> _Activity_
Go through the listing below and output exactly the line with "Plan-time state diffing.", the line with "implements the default", and each line between; omit the rest.

> _Record extracts_
+-------+
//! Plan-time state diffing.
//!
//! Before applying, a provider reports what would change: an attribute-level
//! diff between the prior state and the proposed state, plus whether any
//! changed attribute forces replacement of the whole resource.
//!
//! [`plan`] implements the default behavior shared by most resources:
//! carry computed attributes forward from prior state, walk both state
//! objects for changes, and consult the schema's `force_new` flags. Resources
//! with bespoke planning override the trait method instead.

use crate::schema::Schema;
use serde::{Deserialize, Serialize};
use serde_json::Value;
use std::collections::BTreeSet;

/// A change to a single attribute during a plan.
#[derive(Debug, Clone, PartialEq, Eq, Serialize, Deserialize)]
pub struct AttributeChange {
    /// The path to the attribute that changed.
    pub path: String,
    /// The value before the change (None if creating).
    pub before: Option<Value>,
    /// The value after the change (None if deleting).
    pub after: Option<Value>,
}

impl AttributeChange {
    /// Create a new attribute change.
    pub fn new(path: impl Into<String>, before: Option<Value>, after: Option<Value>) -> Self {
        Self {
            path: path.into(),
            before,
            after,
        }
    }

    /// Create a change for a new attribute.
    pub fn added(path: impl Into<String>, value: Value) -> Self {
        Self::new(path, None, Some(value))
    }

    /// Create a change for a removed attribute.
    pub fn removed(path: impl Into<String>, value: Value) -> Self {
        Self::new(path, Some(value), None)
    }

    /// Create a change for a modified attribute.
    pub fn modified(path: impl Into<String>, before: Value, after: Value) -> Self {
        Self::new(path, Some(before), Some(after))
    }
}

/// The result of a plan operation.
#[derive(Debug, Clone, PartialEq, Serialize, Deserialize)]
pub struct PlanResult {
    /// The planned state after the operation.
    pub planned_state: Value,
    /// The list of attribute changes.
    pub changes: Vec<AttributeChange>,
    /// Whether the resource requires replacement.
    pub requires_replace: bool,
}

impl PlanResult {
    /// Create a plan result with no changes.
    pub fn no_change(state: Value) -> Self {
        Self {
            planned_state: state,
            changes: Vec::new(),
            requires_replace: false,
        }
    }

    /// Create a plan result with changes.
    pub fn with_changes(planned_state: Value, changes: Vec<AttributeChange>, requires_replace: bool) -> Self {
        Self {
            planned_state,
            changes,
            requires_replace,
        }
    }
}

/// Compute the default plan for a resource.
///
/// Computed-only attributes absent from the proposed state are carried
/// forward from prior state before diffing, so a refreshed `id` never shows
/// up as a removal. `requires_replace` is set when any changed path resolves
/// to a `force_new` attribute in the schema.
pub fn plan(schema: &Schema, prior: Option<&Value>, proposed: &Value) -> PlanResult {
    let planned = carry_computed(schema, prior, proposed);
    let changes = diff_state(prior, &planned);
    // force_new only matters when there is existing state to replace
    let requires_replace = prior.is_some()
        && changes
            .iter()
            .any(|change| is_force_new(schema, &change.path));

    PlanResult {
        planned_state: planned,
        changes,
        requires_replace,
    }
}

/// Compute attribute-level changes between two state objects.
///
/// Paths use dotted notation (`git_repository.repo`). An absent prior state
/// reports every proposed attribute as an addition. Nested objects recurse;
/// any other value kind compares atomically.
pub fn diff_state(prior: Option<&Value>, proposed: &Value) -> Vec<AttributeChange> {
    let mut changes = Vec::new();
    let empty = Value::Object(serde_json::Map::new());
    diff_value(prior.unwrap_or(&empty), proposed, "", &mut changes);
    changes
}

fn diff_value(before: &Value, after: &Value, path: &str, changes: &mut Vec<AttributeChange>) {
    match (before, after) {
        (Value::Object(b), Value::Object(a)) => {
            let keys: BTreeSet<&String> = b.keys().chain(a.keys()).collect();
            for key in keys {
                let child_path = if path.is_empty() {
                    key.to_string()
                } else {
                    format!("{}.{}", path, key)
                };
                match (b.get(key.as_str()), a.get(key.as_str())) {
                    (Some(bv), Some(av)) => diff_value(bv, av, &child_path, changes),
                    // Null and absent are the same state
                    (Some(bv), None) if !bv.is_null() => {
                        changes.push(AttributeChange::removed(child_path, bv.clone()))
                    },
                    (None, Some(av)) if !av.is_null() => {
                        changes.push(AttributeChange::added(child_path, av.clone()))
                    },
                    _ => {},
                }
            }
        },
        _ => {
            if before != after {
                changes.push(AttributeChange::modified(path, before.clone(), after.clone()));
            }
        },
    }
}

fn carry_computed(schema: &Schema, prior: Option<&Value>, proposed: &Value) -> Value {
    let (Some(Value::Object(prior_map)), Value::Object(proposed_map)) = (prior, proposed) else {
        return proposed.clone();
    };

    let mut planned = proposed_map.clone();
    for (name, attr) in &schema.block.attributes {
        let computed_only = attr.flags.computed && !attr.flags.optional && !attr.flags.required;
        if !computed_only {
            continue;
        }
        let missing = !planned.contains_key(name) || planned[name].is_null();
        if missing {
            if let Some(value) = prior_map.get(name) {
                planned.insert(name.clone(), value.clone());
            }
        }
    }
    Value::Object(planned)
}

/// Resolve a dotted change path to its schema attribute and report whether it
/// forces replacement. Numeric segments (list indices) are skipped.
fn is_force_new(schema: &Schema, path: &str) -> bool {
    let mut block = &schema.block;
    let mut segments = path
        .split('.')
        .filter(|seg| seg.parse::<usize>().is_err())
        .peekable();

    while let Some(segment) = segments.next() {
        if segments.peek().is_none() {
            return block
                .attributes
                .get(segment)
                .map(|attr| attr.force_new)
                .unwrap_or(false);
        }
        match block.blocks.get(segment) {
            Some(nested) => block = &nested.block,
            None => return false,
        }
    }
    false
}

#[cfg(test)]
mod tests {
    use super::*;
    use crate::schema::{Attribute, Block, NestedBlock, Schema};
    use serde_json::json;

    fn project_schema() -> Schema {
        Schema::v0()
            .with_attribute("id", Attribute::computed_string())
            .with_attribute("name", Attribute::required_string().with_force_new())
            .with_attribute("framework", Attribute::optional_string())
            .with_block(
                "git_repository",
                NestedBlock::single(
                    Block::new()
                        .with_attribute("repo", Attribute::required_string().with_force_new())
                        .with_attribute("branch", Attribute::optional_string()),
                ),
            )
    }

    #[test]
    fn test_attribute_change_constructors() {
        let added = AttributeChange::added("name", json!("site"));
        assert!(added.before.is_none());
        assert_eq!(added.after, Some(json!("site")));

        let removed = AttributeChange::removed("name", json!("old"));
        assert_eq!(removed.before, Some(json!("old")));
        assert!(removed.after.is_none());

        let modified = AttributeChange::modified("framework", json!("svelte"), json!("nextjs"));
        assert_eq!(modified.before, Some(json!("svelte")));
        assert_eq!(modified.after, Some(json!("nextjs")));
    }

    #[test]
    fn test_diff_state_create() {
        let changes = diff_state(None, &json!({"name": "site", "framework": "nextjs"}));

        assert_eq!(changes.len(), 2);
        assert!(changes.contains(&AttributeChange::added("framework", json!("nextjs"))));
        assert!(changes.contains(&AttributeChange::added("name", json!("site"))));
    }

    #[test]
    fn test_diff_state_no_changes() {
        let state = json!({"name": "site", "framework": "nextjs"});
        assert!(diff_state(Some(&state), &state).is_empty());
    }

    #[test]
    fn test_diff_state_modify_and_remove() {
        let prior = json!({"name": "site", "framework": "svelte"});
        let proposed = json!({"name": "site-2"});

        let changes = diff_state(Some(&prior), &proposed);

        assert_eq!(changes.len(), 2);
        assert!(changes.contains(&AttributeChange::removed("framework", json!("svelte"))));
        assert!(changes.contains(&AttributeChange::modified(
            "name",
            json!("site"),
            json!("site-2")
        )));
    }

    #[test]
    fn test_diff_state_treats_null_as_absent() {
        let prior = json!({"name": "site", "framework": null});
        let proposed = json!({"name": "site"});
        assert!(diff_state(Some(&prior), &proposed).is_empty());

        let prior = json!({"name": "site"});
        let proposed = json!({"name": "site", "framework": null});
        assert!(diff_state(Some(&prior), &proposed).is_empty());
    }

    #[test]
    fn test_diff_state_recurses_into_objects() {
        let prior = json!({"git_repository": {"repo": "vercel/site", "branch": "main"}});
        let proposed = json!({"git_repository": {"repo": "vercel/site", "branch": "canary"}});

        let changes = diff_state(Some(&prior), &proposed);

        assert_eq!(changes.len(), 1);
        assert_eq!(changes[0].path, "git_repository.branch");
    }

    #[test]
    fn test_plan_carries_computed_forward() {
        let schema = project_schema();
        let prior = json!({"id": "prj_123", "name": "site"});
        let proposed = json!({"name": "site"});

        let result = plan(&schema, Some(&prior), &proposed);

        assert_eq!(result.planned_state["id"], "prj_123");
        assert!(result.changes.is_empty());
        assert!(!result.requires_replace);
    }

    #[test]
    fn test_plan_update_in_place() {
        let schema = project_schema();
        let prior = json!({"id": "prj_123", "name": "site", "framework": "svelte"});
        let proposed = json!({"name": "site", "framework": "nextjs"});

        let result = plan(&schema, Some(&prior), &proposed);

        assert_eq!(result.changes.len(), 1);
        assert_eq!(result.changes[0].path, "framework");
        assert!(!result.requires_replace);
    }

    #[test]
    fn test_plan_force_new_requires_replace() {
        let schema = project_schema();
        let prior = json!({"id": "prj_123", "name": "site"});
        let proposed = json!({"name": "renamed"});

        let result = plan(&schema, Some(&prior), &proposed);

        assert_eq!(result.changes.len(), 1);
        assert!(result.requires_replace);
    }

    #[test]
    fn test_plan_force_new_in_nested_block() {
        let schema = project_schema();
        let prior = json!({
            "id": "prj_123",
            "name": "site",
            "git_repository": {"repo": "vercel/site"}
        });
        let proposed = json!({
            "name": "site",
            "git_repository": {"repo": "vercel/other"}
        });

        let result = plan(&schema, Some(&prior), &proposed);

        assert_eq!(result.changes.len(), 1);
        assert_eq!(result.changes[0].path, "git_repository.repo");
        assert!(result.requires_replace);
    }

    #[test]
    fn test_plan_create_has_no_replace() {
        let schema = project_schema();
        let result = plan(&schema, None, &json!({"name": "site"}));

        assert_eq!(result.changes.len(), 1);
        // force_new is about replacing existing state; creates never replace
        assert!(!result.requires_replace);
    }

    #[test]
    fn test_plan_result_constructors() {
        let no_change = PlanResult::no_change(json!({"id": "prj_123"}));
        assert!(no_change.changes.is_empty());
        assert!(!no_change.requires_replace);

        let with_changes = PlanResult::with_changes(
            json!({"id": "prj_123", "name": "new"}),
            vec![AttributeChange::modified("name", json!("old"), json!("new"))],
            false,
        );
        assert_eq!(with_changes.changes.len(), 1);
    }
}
+-------+
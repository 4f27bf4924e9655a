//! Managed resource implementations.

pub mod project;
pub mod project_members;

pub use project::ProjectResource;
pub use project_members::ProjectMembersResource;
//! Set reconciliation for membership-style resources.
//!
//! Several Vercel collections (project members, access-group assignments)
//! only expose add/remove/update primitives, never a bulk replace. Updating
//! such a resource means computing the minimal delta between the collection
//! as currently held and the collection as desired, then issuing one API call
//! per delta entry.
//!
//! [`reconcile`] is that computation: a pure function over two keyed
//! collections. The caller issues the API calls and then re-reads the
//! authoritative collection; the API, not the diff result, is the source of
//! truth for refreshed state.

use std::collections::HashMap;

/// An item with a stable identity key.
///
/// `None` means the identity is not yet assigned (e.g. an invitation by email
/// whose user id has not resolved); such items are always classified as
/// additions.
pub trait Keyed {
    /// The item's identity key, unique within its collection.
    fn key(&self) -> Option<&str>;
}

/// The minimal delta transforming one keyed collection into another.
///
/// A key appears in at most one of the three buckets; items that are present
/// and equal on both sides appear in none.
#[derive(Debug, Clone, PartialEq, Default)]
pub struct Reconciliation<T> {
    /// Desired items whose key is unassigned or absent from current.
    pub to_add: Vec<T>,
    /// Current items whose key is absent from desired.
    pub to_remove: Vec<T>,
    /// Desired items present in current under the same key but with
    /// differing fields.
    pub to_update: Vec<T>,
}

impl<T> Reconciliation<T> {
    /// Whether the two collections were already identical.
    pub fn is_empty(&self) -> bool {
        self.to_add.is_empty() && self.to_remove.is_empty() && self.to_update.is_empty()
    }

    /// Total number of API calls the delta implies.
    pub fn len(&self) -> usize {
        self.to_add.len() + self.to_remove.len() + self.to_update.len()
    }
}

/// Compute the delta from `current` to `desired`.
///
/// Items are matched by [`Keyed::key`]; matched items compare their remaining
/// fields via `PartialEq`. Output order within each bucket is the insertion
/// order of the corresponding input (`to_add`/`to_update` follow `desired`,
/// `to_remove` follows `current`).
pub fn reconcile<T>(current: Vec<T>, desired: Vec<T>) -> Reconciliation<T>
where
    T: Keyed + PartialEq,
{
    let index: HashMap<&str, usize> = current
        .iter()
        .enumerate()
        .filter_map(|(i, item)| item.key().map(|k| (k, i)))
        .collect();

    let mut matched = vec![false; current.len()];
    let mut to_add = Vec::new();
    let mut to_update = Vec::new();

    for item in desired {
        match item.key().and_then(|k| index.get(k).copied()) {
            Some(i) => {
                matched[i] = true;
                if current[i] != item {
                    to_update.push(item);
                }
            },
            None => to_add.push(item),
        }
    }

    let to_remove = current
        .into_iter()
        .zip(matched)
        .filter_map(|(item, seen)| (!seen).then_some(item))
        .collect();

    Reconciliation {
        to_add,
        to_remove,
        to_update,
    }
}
+-------+
> _Solution to the exercise_
//! Plan-time state diffing.
//!
//! Before applying, a provider reports what would change: an attribute-level
//! diff between the prior state and the proposed state, plus whether any
//! changed attribute forces replacement of the whole resource.
//!
//! [`plan`] implements the default behavior shared by most resources:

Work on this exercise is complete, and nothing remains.